Bill Snyder at TheStreet.com catches Microsoft’s CFO Christopher Liddell at the Goldman Sachs technology investment conference:
Liddell also said “he’s very comfortable” with Microsoft’s ambitious schedule of launching new versions of Windows and Office by the end of the year. But sounding a note of caution, he warned investors not to expect too much too soon from the parade of new products. “There won’t be a huge pop (in sales)” initially, he said.
His warning seemed timely, because the market has been waiting for Microsoft’s stock to break out of its relatively narrow range for years, and some analysts seem to expect a move fairly soon.
A remarkably sensible view which is dictated by the mechanics of the client OS and office suite market.

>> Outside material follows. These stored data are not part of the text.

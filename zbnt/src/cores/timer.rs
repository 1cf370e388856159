//! The timer that bounds the duration of a run

use super::{
    arg,
    reading,
    Announce,
    CoreArgs,
    FromNode,
    HardwareCore,
    PropertyError,
    PropertyResult,
};
use crate::{
    messages::{
        CoreKind,
        PropertyId,
    },
    mmio::Registers,
};
use kstring::KString;
use zbnt_derive::RegisterBlock;

pub const CFG_ENABLE: u32 = 1;
pub const CFG_RESET: u32 = 2;

/// Frequency the timer counts at, in Hz
pub const CLOCK_FREQ: u32 = 125_000_000;

#[derive(RegisterBlock)]
#[repr(C)]
pub struct TimerRegisters {
    config: u32,
    status: u32,
    max_time: u64,
    current_time: u64,
}

#[derive(Debug)]
pub struct SimpleTimer {
    name: KString,
    index: u32,
    regs: Registers<TimerRegisters>,
}

impl SimpleTimer {
    pub fn set_running(&self, running: bool) {
        let config = self.regs.config() & !CFG_ENABLE;
        self.regs.set_config(config | u32::from(running));
    }

    #[must_use]
    pub fn current_time(&self) -> u64 {
        self.regs.current_time()
    }

    #[must_use]
    pub fn maximum_time(&self) -> u64 {
        self.regs.max_time()
    }

    pub fn set_maximum_time(&self, time: u64) {
        self.regs.set_max_time(time);
    }
}

impl FromNode for SimpleTimer {
    const COMPATIBLE: &'static str = "zbnt,simple-timer";

    fn from_node(args: CoreArgs<'_>) -> anyhow::Result<Self> {
        let regs = Registers::<TimerRegisters>::new(args.window)?;
        // One second
        regs.set_max_time(u64::from(CLOCK_FREQ));
        Ok(Self {
            name: KString::from_ref(args.name),
            index: args.index,
            regs,
        })
    }
}

impl HardwareCore for SimpleTimer {
    fn name(&self) -> &str {
        &self.name
    }

    fn kind(&self) -> CoreKind {
        CoreKind::SimpleTimer
    }

    fn index(&self) -> u32 {
        self.index
    }

    fn announce(&self, out: &mut Vec<u8>) {
        let mut rec = Announce::begin(out, self.index, self.kind());
        rec.property(PropertyId::ClockFreq, &CLOCK_FREQ.to_le_bytes());
        rec.finish();
    }

    fn set_reset(&mut self, reset: bool) {
        self.regs.set_config(if reset { CFG_RESET } else { 0 });
    }

    fn set_property(&mut self, prop: PropertyId, value: &[u8]) -> PropertyResult<()> {
        match prop {
            PropertyId::Enable => {
                let enable = arg::<u8>(value, 0)?;
                let config = self.regs.config() & !CFG_ENABLE;
                self.regs.set_config(config | (u32::from(enable) & CFG_ENABLE));
                if enable == 0 {
                    self.regs.set_current_time(0);
                }
            }
            // Reserved, and the current time is read-only
            PropertyId::TimerMode | PropertyId::TimerTime => {}
            PropertyId::TimerLimit => self.regs.set_max_time(arg(value, 0)?),
            _ => return Err(PropertyError::Unsupported(prop)),
        }
        Ok(())
    }

    fn get_property(&self, prop: PropertyId, _params: &[u8]) -> PropertyResult<Vec<u8>> {
        match prop {
            #[allow(clippy::cast_possible_truncation)]
            PropertyId::Enable => reading(&((self.regs.config() & CFG_ENABLE) as u8)),
            PropertyId::TimerMode => Ok(vec![]),
            PropertyId::TimerTime => reading(&self.regs.current_time()),
            PropertyId::TimerLimit => reading(&self.regs.max_time()),
            _ => Err(PropertyError::Unsupported(prop)),
        }
    }
}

I’m sure there are considerable internal and external pressures to declare that Vista and Office 2007 will lead to a bonanza.
Liddell also poured a bit of cold water on hopes that Microsoft will move much faster to distribute cash to shareholders. “I’m not a fan of special dividends,” he said. “If I had to prioritize, share buybacks would be first.”
That answer didn’t sit well with the director of a large asset management company who questioned Liddell from the floor (and was thus anonymous under conference ground rules.) “Microsoft is still overcapitalized,” he said. “And that’s why the stock hasn’t moved,” he said.
He added that investors don’t want to see Microsoft embark on a series of acquisitions. “The market fears that Microsoft will throw a lot of money to buy media or Internet-related companies. “We’re strongly opposed,” he said.
And there’s the nut – if Microsoft did nothing but preserve its franchises, it would be a remarkable cash cow for the foreseeable future. If more of the loot were returned to the shareholders, they’d be happy campers. Of course, that path has well known dangers, but so does trying to manufacture or acquire growth. Right now it seems that the market and at least some of the shareholders don’t see much in the growth efforts and would rather have the cash.